Welfare Reform Must Aim to Eliminate Poverty and Protect Civil Rights; Current Legislation Not Up to Task, ACLU Says
FOR IMMEDIATE RELEASE
WASHINGTON – Saying that an effective welfare system must have poverty reduction as its highest priority, the American Civil Liberties Union today warned Congress that welfare reform legislation set for consideration this afternoon in the House is not up to the task and would, in many cases, open doors in the states to significant violations of the core civil liberties of welfare recipients.
“While it’s true that the number of people on the welfare rolls has decreased, many of the neediest recipients have been denied aid unfairly and without due process,” said LaShawn Y. Warren, an ACLU Legislative Counsel.
“Just because you’re poor doesn’t mean you aren’t entitled to Constitutional rights,” Warren added. “Reauthorizing legislation must implement adequate safeguards to guarantee basic constitutional principles of equal protection, freedom of speech and religion, privacy rights, and due process in the administration of TANF programs, regardless of the economic status of the recipient.”
The House is set today to consider the Personal Responsibility, Work and Family Promotion Act of 2003 (HR 4), which would reauthorize part of the 1996 welfare reform plan known as the Temporary Assistance to Needy Families (TANF) program. TANF is a block grant created by the Personal Responsibility and Work Opportunity Reconciliation Act of 1996 as part of a federal effort to reform welfare.
This year’s reauthorization legislation is a combination of several different bills but closely resembles the Administration’s welfare reform proposal.

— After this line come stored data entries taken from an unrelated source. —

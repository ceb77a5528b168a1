//! Lifecycle of a single `execute_transfer` call.

use std::fmt;

use serde::Serialize;

/// Stages a transfer execution moves through.
///
/// Happy path: `Received → Validated → Debited → Credited → Recorded →
/// Committed`. A failure before `Committed` ends in `Rejected` when nothing
/// was written, or `RolledBack` when writes happened and were reversed.
#[derive(Debug, Clone, Copy, PartialEq, Eq, Hash, Serialize)]
pub enum TransferStage {
    Received,
    /// Account loaded and eligibility passed.
    Validated,
    /// Account cash moved to invested.
    Debited,
    /// Fund total incremented.
    Credited,
    /// Transfer record appended.
    Recorded,
    /// Terminal: every write landed.
    Committed,
    /// Terminal: nothing was written.
    Rejected,
    /// Terminal: writes were applied and then reversed.
    RolledBack,
}

impl TransferStage {
    /// No more transitions are possible.
    #[inline]
    pub fn is_terminal(&self) -> bool {
        matches!(
            self,
            TransferStage::Committed | TransferStage::Rejected | TransferStage::RolledBack
        )
    }

    /// Money may be out of balance between records.
    #[inline]
    pub fn is_in_flight(&self) -> bool {
        matches!(self, TransferStage::Debited | TransferStage::Credited)
    }

    pub fn as_str(&self) -> &'static str {
        match self {
            TransferStage::Received => "RECEIVED",
            TransferStage::Validated => "VALIDATED",
            TransferStage::Debited => "DEBITED",
            TransferStage::Credited => "CREDITED",
            TransferStage::Recorded => "RECORDED",
            TransferStage::Committed => "COMMITTED",
            TransferStage::Rejected => "REJECTED",
            TransferStage::RolledBack => "ROLLED_BACK",
        }
    }
}

impl fmt::Display for TransferStage {
    fn fmt(&self, f: &mut fmt::Formatter<'_>) -> fmt::Result {
        f.write_str(self.as_str())
    }
}
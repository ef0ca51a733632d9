//! Challenge-token session: one authenticated conversation with the portal.
//!
//! Every request carries the current challenge key and view key; both rotate
//! with each response and must be written back before the next request. The
//! portal periodically answers with `captchaRequred`, at which point a fresh
//! challenge has to be solved before the request is retried.

use std::sync::Arc;

use async_trait::async_trait;
use jtt_core::{EntityDetail, FieldMap, SubResourceKind};
use jtt_storage::TransportError;
use serde::Serialize;
use thiserror::Error;
use tracing::{debug, info, warn};

use crate::error::{ChallengeError, ProtocolError, RecoverableFetchError, SessionError};
use crate::protocol::{rows_to_summaries, ChallengeProtocol, ResponseTokens};
use crate::solver::{solution_format_is_valid, ChallengeSolver, SolverError};
use crate::transport::PortalTransport;
use crate::{Listing, SessionStrategy, TargetSpec};

/// Challenge attempts per solve cycle; each attempt uses a fresh image.
pub const MAX_CHALLENGE_ATTEMPTS: u32 = 5;

/// A detail request is sent at most this many times.
pub const DETAIL_ATTEMPTS: u32 = 2;

#[derive(Debug, Clone, Copy, PartialEq, Eq, Hash, Serialize)]
#[serde(rename_all = "snake_case")]
pub enum SessionPhase {
    Unauthenticated,
    Authenticating,
    Ready,
    RequestSent,
    ChallengeDemanded,
    Terminated,
}

impl SessionPhase {
    pub fn can_transition_to(self, next: SessionPhase) -> bool {
        use SessionPhase::*;
        match (self, next) {
            (Terminated, _) => false,
            (_, Terminated) => true,
            (Unauthenticated, Authenticating)
            | (Authenticating, Ready)
            | (Ready, RequestSent)
            | (RequestSent, Ready)
            | (RequestSent, ChallengeDemanded)
            | (ChallengeDemanded, Authenticating) => true,
            _ => false,
        }
    }
}

/// Per-session tokens. Never persisted.
#[derive(Debug, Clone, Default, PartialEq, Eq)]
pub struct SessionState {
    pub target: String,
    pub challenge_key: String,
    pub view_key: String,
    /// Successful detail requests since the last solved challenge.
    pub requests_since_challenge: u32,
}

impl SessionState {
    fn refresh(&mut self, tokens: &ResponseTokens) {
        self.challenge_key.clone_from(&tokens.challenge_key);
        self.view_key.clone_from(&tokens.view_key);
    }
}

#[derive(Debug, Error)]
enum AttemptFailure {
    #[error("challenge transport: {0}")]
    Transport(#[from] TransportError),
    #[error(transparent)]
    Solver(#[from] SolverError),
    #[error("portal sent no challenge image")]
    NoImage,
    #[error("answer {0:?} is not {len} alphanumerics", len = crate::solver::SOLUTION_LEN)]
    BadFormat(String),
    #[error("portal rejected the answer")]
    Mismatch,
    #[error("portal matched the answer but returned no key")]
    EmptyKey,
}

/// Sub-resources delivered inside the last detail response.
#[derive(Debug, Clone)]
struct LoadedCollections {
    identifier: String,
    cases: Vec<FieldMap>,
    charges: Vec<FieldMap>,
    holds: Vec<FieldMap>,
}

pub struct PortalSession {
    target: TargetSpec,
    transport: Arc<dyn PortalTransport>,
    solver: Arc<dyn ChallengeSolver>,
    state: SessionState,
    phase: SessionPhase,
    listing: Listing,
    loaded: Option<LoadedCollections>,
}

impl std::fmt::Debug for PortalSession {
    fn fmt(&self, f: &mut std::fmt::Formatter<'_>) -> std::fmt::Result {
        f.debug_struct("PortalSession")
            .field("target", &self.target.name)
            .field("phase", &self.phase)
            .field("state", &self.state)
            .finish_non_exhaustive()
    }
}

impl PortalSession {
    /// Solves the opening challenge, then bootstraps tokens and the listing snapshot.
    pub async fn connect(
        target: TargetSpec,
        transport: Arc<dyn PortalTransport>,
        solver: Arc<dyn ChallengeSolver>,
    ) -> Result<Self, SessionError> {
        let mut session = Self {
            state: SessionState {
                target: target.name.clone(),
                ..SessionState::default()
            },
            target,
            transport,
            solver,
            phase: SessionPhase::Unauthenticated,
            listing: Listing::default(),
            loaded: None,
        };
        match session.bootstrap().await {
            Ok(()) => Ok(session),
            Err(err) => {
                session.terminate();
                Err(err)
            }
        }
    }

    async fn bootstrap(&mut self) -> Result<(), SessionError> {
        self.advance(SessionPhase::Authenticating);
        self.solve_challenge().await?;

        let body = ChallengeProtocol::with_token(&self.state.challenge_key);
        let response = self.transport.bootstrap(&self.target, &body).await?;
        let tokens = response.tokens()?;
        if tokens.challenge_required {
            return Err(ChallengeError::DemandedAfterBootstrap.into());
        }
        let rows = response.offenders.ok_or(ProtocolError::MissingField {
            field: "offenders",
            context: "bootstrap",
        })?;
        let entities = rows_to_summaries(rows, "bootstrap")?;
        self.state.refresh(&tokens);
        info!(jail = %self.target.name, listed = entities.len(), "session ready");
        self.listing = Listing::snapshot(entities);
        self.advance(SessionPhase::Ready);
        Ok(())
    }

    pub fn state(&self) -> &SessionState {
        &self.state
    }

    pub fn phase(&self) -> SessionPhase {
        self.phase
    }

    /// Listing returned by the bootstrap call.
    pub fn listing(&self) -> &Listing {
        &self.listing
    }

    pub fn terminate(&mut self) {
        if self.phase != SessionPhase::Terminated {
            debug!(jail = %self.target.name, from = ?self.phase, "session terminated");
            self.phase = SessionPhase::Terminated;
            self.loaded = None;
        }
    }

    fn advance(&mut self, next: SessionPhase) {
        debug_assert!(
            self.phase.can_transition_to(next),
            "illegal session transition {:?} -> {:?}",
            self.phase,
            next
        );
        self.phase = next;
    }

    /// Fetch, solve and validate until the portal accepts an answer or the
    /// attempt ceiling is hit. Any failure consumes one attempt.
    async fn solve_challenge(&mut self) -> Result<(), ChallengeError> {
        for attempt in 1..=MAX_CHALLENGE_ATTEMPTS {
            match self.challenge_attempt().await {
                Ok(key) => {
                    self.state.challenge_key = key;
                    self.state.requests_since_challenge = 0;
                    info!(jail = %self.target.name, attempt, "challenge solved");
                    return Ok(());
                }
                Err(reason) => {
                    warn!(jail = %self.target.name, attempt, %reason, "challenge attempt failed");
                }
            }
        }
        Err(ChallengeError::AttemptsExhausted {
            attempts: MAX_CHALLENGE_ATTEMPTS,
        })
    }

    async fn challenge_attempt(&self) -> Result<String, AttemptFailure> {
        let challenge = self.transport.fetch_challenge(&self.target).await?;
        let image = challenge
            .captcha_image
            .filter(|image| !image.is_empty())
            .ok_or(AttemptFailure::NoImage)?;
        let answer = self.solver.solve(&image).await?;
        if !solution_format_is_valid(&answer) {
            return Err(AttemptFailure::BadFormat(answer));
        }
        let result = self
            .transport
            .validate_challenge(
                &self.target,
                &ChallengeProtocol::answer(challenge.captcha_key, answer),
            )
            .await?;
        if !result.captcha_matched {
            return Err(AttemptFailure::Mismatch);
        }
        if result.captcha_key.is_empty() {
            return Err(AttemptFailure::EmptyKey);
        }
        Ok(result.captcha_key)
    }

    /// Detail for one entity. A challenge demand is answered with a solve
    /// cycle and a retry, up to `DETAIL_ATTEMPTS` sends; a demand on the last
    /// send ends the session.
    pub async fn request_detail(&mut self, identifier: &str) -> Result<EntityDetail, SessionError> {
        if self.phase == SessionPhase::Terminated {
            return Err(ChallengeError::Terminated.into());
        }
        self.loaded = None;

        let mut attempt = 0;
        loop {
            attempt += 1;
            self.advance(SessionPhase::RequestSent);
            let body = ChallengeProtocol::with_token(&self.state.challenge_key);
            let response = match self
                .transport
                .fetch_detail(&self.target, identifier, &self.state.view_key, &body)
                .await
            {
                Ok(response) => response,
                Err(err) => {
                    self.advance(SessionPhase::Ready);
                    return Err(err.into());
                }
            };

            let tokens = match response.tokens() {
                Ok(tokens) => tokens,
                Err(err) => {
                    self.terminate();
                    return Err(err.into());
                }
            };
            self.state.refresh(&tokens);

            if !tokens.challenge_required {
                self.state.requests_since_challenge += 1;
                self.advance(SessionPhase::Ready);
                if response.special_fields.is_none() {
                    let message = response
                        .error_message
                        .as_deref()
                        .map(str::trim)
                        .filter(|m| !m.is_empty());
                    return Err(match message {
                        Some(message) => RecoverableFetchError::PortalError(message.to_string()),
                        None => RecoverableFetchError::EmptyData,
                    }
                    .into());
                }
                let detail = response.detail();
                self.loaded = Some(LoadedCollections {
                    identifier: identifier.to_string(),
                    cases: response.cases.unwrap_or_default(),
                    charges: response.charges.unwrap_or_default(),
                    holds: response.holds.unwrap_or_default(),
                });
                return Ok(detail);
            }

            self.advance(SessionPhase::ChallengeDemanded);
            info!(
                jail = %self.target.name,
                identifier,
                requests_since_challenge = self.state.requests_since_challenge,
                attempt,
                "portal demanded a challenge"
            );
            if attempt >= DETAIL_ATTEMPTS {
                self.terminate();
                return Err(ChallengeError::DemandedAfterRetry {
                    identifier: identifier.to_string(),
                }
                .into());
            }
            self.advance(SessionPhase::Authenticating);
            if let Err(err) = self.solve_challenge().await {
                self.terminate();
                return Err(err.into());
            }
            self.advance(SessionPhase::Ready);
        }
    }

    /// Sub-resources come bundled with the detail response; hand out the
    /// ones loaded for `identifier`.
    pub fn loaded_collection(
        &self,
        kind: SubResourceKind,
        identifier: &str,
    ) -> Result<Vec<FieldMap>, RecoverableFetchError> {
        match &self.loaded {
            Some(loaded) if loaded.identifier == identifier => Ok(match kind {
                SubResourceKind::Cases => loaded.cases.clone(),
                SubResourceKind::Charges => loaded.charges.clone(),
            }),
            _ => Err(RecoverableFetchError::NotLoaded {
                kind,
                identifier: identifier.to_string(),
            }),
        }
    }
}

#[async_trait]
impl SessionStrategy for PortalSession {
    fn target(&self) -> &TargetSpec {
        &self.target
    }

    fn phase(&self) -> SessionPhase {
        self.phase
    }

    async fn listing(&mut self) -> Result<Listing, SessionError> {
        if self.phase == SessionPhase::Terminated {
            return Err(ChallengeError::Terminated.into());
        }
        Ok(self.listing.clone())
    }

    async fn request_detail(&mut self, identifier: &str) -> Result<EntityDetail, SessionError> {
        PortalSession::request_detail(self, identifier).await
    }

    async fn request_collection(
        &mut self,
        kind: SubResourceKind,
        identifier: &str,
    ) -> Result<Vec<FieldMap>, SessionError> {
        Ok(self.loaded_collection(kind, identifier)?)
    }

    fn loaded_holds(&self, identifier: &str) -> Vec<FieldMap> {
        match &self.loaded {
            Some(loaded) if loaded.identifier == identifier => loaded.holds.clone(),
            _ => Vec::new(),
        }
    }

    fn terminate(&mut self) {
        PortalSession::terminate(self)
    }
}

The ACLU has pointed to several troubling provisions in the bill under consideration. Most notably, the bill contains a waiver provision that would permit the elimination of important protections for people served by federal programs like public housing. Not only does the bill fail to address the deficiencies of the current system that hamper welfare recipients’ efforts to become self-sufficient, the ACLU said, it actually exacerbates existing problems in TANF by increasing work requirements and penalties, and by limiting education, training, counseling and treatment.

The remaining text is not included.